К столику подошел метрдотель и с почтительным поклоном сказал Ляйфхельму:
– Вас просят к телефону, герр генерал.
– Мой адъютант за пятьдесят пятым столом, – небрежно отозвался Ляйфхельм, хотя его пульс сразу участился: возможно, подумал он, звонят из Страсбура по поводу пастора. – Уверен, что он сможет решить проблему.
– Джентльмен у телефона настаивает на личном разговоре с вами. Он просил передать вам, что звонит из Калифорнии.
Извинившись перед гостями, Ляйфхельм поднялся с места:
– Ну что ж, дело есть дело, не так ли, господа? Извините меня, это не займет много времени. Пожалуйста, еще вина.
Метрдотель поклонился и добавил:
– Я велел переключить звонок на мой личный кабинет, герр генерал. Это прямо в фойе.
– Правильно. Благодарю вас.
Проходя мимо столика номер пятьдесят пять, Ляйфхельм чуть заметно покачал головой. Одинокий посетитель за этим столом кивнул в ответ, подтверждая приказ не вмешиваться. За всю богатую событиями карьеру военного и политика этот кивок оказался одной из самых горьких ошибок фельдмаршала.
В фойе стояли двое мужчин: один поглядывал на часы, другой был явно раздражен. Судя по их виду, они относились к постоянной клиентуре отеля и, по-видимому, поджидали приглашенных к ленчу, а возможно – и собственных жен. Третий, одетый в форму служащего отеля, стоял за стеклянной дверью в коридоре и наблюдал за двумя мужчинами.
Ляйфхельм поблагодарил метрдотеля, открывшего перед ним дверь своего скромного кабинета. Тот с поклоном затворил ее за генералом и вернулся в обеденный зал. Как только он удалился, двое стоявших в фойе мужчин стремительно бросились в кабинет, они застали генерала как раз в тот момент, когда он брал телефонную трубку.

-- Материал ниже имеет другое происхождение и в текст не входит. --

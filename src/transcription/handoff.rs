use std::sync::Arc;

use tracing::{info, warn};

use super::{TranscriptSource, TranscriptionRequest, TranscriptionResult, TranscriptionService};
use crate::audio::EncodedAudio;
use crate::error::{Result, VoiceError};

/// The transcript a voice turn will use
#[derive(Debug, Clone, PartialEq)]
pub struct ResolvedTranscript {
    pub result: TranscriptionResult,
    pub source: TranscriptSource,
    /// Recoverable problems met on the way (shown as a banner)
    pub warnings: Vec<VoiceError>,
}

impl ResolvedTranscript {
    pub fn text(&self) -> &str {
        &self.result.transcript
    }
}

/// Sends finalized audio to the remote service and reconciles the result
/// with the local recognizer's text
///
/// A successful remote result always wins. On any remote failure the
/// local text is used and a warning recorded. With neither, the turn is
/// abandoned with [`VoiceError::NoUsableTranscript`].
pub struct TranscriptionHandoff {
    service: Arc<dyn TranscriptionService>,
    language: String,
}

impl TranscriptionHandoff {
    pub fn new(service: Arc<dyn TranscriptionService>, language: impl Into<String>) -> Self {
        Self {
            service,
            language: language.into(),
        }
    }

    /// Transcribe `audio`, falling back to `local_hint`
    pub async fn transcribe(&self, audio: EncodedAudio, local_hint: &str) -> Result<ResolvedTranscript> {
        let local = TranscriptionResult::new(local_hint.trim(), 0.0, &self.language);
        self.resolve(Some(audio), Some(&local)).await
    }

    /// Reconcile an optional recording with an optional local result
    ///
    /// Without audio (level-only capture) the remote call is skipped.
    pub async fn resolve(
        &self,
        audio: Option<EncodedAudio>,
        local: Option<&TranscriptionResult>,
    ) -> Result<ResolvedTranscript> {
        let mut warnings = Vec::new();

        match audio {
            Some(audio) if !audio.is_empty() => match self.call_remote(audio).await {
                Ok(remote) => {
                    return Ok(ResolvedTranscript {
                        result: remote,
                        source: TranscriptSource::Remote,
                        warnings,
                    });
                }
                Err(e) => {
                    warn!("Remote transcription failed, falling back to local: {}", e);
                    warnings.push(e);
                }
            },
            _ => info!("No recording to transcribe remotely; using local transcript"),
        }

        match local {
            Some(local) if !local.transcript.trim().is_empty() => Ok(ResolvedTranscript {
                result: TranscriptionResult {
                    transcript: local.transcript.trim().to_string(),
                    ..local.clone()
                },
                source: TranscriptSource::Local,
                warnings,
            }),
            _ => {
                warn!("No usable transcript from either recognizer");
                Err(VoiceError::NoUsableTranscript)
            }
        }
    }

    async fn call_remote(&self, audio: EncodedAudio) -> Result<TranscriptionResult> {
        let request = TranscriptionRequest::from_audio(audio, &self.language);

        let mut result = self
            .service
            .transcribe(request)
            .await
            .map_err(|e| match e {
                VoiceError::TranscriptionUnavailable(_) => e,
                other => VoiceError::TranscriptionUnavailable(other.to_string()),
            })?;

        // An empty transcript carries no information; treat it as malformed
        let transcript = result.transcript.trim().to_string();
        if transcript.is_empty() {
            return Err(VoiceError::TranscriptionUnavailable(
                "remote transcript was empty".to_string(),
            ));
        }

        result.transcript = transcript;
        result.confidence = result.confidence.clamp(0.0, 1.0);
        if result.language_code.is_empty() {
            result.language_code = self.language.clone();
        }

        Ok(result)
    }
}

– Was geht hier vor? Wer ist… [218]
Один из мужчин прыгнул через стол и сильными руками зажал Ляйфхельму рот. Второй на бегу достал из кармана шприц, рванул на генерале пиджак и воротник рубашки и всадил иглу в основание шеи. Вытащив шприц, он помассировал место укола, поправил воротник и застегнул пиджак.
– Он будет двигаться еще минут пять, – сказал доктор по-немецки. – Но ни разговаривать, ни соображать не сможет. Двигательные функции у него чисто механические. Он нуждается в помощи.